ACTION ITEM = Show every line of the material that follows in which the word "Equal" occurs.

RECORDS TO USE =
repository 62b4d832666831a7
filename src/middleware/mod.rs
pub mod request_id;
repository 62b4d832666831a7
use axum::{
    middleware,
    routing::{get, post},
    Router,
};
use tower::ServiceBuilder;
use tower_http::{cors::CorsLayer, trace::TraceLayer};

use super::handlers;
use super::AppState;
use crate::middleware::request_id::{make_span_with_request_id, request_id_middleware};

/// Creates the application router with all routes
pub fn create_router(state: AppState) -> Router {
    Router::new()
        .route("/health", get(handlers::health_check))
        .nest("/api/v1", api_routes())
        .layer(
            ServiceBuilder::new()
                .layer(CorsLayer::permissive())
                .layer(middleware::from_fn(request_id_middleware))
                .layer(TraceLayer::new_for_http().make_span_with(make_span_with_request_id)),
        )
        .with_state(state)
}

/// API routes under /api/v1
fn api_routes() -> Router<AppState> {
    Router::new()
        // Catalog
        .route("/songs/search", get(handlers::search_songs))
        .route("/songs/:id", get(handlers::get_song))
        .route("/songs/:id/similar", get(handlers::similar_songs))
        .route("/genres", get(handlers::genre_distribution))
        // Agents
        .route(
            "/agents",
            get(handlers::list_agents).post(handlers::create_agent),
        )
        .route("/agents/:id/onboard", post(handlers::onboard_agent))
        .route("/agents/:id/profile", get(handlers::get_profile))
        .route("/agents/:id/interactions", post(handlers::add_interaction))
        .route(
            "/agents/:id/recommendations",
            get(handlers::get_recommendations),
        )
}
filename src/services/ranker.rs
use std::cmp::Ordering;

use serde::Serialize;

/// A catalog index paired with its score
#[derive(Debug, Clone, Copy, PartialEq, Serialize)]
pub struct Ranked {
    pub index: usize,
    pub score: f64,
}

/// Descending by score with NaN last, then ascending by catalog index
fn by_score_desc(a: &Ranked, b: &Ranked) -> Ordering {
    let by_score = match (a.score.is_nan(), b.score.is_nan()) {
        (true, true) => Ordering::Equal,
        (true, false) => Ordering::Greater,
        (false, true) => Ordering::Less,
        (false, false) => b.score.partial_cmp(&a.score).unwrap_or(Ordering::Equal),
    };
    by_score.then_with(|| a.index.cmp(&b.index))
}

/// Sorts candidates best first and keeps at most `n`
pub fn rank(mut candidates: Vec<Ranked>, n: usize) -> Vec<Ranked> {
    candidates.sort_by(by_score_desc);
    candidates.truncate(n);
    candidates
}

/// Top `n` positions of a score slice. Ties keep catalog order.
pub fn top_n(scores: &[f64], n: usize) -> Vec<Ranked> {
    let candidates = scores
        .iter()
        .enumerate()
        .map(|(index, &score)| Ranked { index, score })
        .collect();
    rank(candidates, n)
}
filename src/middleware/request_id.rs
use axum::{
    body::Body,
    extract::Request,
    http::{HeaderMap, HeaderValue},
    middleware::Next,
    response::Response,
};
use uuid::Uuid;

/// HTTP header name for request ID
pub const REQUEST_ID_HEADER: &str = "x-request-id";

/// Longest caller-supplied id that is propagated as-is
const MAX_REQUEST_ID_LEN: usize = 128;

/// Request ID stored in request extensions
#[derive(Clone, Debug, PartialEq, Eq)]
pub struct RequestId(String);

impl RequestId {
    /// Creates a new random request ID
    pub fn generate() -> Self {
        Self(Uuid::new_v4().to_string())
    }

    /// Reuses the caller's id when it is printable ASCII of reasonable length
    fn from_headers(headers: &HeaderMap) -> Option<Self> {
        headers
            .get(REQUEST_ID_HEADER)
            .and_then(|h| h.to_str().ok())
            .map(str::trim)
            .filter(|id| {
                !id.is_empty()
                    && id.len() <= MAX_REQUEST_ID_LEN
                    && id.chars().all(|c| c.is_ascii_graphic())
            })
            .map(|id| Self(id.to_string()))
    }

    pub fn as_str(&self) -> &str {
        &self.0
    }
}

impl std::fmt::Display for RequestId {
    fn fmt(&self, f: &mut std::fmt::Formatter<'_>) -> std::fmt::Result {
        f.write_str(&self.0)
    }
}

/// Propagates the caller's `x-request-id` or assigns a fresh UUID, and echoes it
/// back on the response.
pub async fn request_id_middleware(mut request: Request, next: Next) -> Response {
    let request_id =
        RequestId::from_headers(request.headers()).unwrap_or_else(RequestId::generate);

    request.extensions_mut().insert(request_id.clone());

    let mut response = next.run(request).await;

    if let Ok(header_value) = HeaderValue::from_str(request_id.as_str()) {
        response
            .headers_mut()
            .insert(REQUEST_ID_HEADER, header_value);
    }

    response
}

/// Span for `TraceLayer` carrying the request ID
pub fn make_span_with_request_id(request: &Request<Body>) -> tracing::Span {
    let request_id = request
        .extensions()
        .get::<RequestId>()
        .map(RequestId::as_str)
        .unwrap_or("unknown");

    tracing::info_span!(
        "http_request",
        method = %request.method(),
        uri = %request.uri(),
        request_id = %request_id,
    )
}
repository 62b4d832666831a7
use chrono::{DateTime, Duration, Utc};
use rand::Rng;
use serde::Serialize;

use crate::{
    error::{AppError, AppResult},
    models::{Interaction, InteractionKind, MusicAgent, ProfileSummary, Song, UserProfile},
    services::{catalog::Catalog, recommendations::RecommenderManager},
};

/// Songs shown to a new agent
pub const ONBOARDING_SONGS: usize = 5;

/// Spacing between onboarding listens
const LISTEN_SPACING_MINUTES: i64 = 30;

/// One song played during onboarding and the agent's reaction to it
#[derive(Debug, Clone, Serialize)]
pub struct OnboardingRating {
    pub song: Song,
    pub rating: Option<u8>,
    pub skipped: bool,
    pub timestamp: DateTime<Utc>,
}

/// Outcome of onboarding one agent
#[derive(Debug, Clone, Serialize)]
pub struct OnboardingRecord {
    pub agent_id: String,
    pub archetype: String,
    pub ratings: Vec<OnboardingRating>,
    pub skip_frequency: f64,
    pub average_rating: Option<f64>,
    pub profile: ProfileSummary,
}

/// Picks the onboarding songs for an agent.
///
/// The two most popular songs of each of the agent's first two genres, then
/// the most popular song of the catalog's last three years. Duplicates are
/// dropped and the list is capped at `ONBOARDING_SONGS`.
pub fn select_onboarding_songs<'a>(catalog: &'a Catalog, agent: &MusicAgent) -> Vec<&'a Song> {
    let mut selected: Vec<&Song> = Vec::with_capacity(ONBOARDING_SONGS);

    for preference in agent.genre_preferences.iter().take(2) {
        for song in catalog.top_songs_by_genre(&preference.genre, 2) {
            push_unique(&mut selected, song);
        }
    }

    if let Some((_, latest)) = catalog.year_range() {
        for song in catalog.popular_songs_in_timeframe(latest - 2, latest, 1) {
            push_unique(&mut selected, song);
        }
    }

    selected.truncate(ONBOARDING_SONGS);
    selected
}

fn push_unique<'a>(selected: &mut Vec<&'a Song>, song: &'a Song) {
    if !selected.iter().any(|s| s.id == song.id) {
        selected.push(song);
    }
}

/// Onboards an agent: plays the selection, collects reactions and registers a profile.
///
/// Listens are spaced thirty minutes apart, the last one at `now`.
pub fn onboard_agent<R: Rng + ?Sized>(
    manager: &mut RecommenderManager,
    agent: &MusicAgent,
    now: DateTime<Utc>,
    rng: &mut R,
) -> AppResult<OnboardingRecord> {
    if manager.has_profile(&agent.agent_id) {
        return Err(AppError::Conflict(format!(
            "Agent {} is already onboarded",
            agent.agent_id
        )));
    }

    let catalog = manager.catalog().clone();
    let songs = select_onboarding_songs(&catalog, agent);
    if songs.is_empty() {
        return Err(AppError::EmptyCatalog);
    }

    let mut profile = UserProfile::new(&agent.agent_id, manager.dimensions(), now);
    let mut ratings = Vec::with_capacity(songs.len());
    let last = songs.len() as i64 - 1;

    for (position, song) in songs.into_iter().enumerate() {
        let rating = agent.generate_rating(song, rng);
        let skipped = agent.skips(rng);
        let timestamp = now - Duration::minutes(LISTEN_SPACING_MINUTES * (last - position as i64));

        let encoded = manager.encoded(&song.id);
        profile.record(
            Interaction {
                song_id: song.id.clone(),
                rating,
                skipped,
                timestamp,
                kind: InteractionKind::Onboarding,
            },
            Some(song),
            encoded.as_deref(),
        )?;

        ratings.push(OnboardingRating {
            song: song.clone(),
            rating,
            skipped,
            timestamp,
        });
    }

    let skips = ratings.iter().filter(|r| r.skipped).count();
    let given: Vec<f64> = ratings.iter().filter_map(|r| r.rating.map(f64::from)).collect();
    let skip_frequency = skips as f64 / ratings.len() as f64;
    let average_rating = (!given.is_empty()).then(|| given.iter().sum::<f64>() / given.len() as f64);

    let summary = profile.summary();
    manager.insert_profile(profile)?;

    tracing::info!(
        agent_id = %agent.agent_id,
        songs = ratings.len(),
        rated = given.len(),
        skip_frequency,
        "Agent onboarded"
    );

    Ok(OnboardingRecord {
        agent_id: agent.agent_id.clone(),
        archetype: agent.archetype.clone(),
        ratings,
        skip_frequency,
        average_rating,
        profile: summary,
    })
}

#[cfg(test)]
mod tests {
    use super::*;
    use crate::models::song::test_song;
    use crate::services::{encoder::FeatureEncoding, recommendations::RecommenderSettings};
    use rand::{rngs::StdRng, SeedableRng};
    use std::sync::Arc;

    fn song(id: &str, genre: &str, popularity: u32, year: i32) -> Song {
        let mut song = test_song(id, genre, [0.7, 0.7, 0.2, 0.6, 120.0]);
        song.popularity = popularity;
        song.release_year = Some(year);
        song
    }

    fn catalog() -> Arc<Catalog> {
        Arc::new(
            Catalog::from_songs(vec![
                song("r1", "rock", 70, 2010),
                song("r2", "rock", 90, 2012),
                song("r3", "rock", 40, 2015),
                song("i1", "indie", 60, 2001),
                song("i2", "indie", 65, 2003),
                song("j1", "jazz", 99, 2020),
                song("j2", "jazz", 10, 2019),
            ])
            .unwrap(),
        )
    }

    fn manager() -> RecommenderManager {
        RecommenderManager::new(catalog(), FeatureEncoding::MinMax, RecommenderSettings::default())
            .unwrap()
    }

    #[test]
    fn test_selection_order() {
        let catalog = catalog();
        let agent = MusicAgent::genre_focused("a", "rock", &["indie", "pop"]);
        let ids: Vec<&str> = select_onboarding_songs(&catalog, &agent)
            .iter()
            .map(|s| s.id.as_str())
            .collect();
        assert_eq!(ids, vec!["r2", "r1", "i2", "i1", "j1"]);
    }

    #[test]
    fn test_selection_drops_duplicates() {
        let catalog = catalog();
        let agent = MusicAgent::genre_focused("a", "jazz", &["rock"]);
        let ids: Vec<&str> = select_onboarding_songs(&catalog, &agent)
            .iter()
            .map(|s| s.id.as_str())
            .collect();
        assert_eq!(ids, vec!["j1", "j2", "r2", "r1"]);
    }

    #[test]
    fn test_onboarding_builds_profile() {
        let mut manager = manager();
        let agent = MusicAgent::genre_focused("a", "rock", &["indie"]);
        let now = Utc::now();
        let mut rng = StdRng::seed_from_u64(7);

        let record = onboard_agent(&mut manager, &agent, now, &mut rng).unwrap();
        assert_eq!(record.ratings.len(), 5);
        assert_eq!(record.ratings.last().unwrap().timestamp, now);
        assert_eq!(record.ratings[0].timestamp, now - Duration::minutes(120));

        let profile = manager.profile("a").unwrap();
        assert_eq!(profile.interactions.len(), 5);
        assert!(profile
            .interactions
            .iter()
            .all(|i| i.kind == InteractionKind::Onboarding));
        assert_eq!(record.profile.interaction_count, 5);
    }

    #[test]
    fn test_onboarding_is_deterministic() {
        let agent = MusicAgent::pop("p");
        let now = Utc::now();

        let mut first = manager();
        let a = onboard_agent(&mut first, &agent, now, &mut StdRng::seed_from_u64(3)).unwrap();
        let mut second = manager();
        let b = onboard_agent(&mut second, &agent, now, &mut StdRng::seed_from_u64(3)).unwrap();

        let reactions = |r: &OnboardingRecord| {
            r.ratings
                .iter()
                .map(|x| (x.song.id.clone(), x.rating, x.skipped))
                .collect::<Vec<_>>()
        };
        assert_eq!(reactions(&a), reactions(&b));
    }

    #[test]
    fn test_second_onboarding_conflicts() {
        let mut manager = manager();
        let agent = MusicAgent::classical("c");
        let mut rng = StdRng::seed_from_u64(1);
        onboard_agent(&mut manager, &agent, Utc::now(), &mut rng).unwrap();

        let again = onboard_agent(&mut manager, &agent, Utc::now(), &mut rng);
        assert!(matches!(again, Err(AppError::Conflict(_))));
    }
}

REPLY TO THE EXERCISE =
        (true, true) => Ordering::Equal,
        (false, false) => b.score.partial_cmp(&a.score).unwrap_or(Ordering::Equal),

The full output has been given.